--- EXERCISE REQUIREMENTS ---
Go through the records and report each line in which the word "words" occurs.

---------- DATA TO EXAMINE

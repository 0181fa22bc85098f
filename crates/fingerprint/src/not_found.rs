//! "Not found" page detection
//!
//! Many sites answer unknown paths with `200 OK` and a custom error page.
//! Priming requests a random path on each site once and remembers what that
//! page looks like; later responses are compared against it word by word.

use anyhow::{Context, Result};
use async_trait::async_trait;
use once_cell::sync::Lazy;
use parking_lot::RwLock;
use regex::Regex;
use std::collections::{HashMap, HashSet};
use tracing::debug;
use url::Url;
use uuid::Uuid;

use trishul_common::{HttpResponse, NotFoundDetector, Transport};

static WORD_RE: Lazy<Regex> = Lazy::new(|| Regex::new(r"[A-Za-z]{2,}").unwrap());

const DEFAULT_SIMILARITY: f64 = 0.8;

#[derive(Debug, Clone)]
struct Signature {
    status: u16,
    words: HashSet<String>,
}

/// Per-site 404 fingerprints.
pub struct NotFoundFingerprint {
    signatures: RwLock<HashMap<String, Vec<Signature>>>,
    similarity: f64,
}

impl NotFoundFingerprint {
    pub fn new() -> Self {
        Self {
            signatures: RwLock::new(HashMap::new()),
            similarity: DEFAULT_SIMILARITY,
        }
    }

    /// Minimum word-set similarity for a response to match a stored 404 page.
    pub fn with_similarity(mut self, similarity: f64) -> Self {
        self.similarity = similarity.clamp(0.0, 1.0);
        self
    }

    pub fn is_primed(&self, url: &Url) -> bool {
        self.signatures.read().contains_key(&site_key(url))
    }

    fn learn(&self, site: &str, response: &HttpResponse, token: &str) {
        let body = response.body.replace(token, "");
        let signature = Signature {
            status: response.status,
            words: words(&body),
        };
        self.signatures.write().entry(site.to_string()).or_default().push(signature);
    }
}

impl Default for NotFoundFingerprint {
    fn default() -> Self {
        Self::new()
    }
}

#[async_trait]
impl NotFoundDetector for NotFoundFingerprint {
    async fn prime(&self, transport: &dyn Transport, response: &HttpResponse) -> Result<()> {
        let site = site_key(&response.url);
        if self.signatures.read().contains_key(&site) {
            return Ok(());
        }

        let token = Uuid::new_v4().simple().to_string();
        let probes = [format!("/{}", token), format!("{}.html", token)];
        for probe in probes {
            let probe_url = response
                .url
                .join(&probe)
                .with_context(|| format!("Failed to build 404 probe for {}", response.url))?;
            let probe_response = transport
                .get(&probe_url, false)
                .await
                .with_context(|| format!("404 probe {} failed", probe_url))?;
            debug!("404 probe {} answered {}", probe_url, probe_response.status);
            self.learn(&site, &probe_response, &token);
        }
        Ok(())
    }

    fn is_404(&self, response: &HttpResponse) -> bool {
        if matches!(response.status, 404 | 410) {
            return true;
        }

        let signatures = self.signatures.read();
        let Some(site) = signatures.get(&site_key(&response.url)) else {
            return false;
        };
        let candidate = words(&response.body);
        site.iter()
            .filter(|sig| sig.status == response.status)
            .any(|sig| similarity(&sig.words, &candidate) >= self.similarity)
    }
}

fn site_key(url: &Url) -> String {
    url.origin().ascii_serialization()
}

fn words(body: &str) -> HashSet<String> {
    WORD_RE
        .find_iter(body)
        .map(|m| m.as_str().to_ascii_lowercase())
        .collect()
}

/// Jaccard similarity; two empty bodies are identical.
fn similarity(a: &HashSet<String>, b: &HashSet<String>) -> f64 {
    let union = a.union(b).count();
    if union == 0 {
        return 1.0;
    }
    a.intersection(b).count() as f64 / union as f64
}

--------------------

--- RESULT OF THE EXERCISE ---
    words: HashSet<String>,
            words: words(&body),
        let candidate = words(&response.body);
            .any(|sig| similarity(&sig.words, &candidate) >= self.similarity)
fn words(body: &str) -> HashSet<String> {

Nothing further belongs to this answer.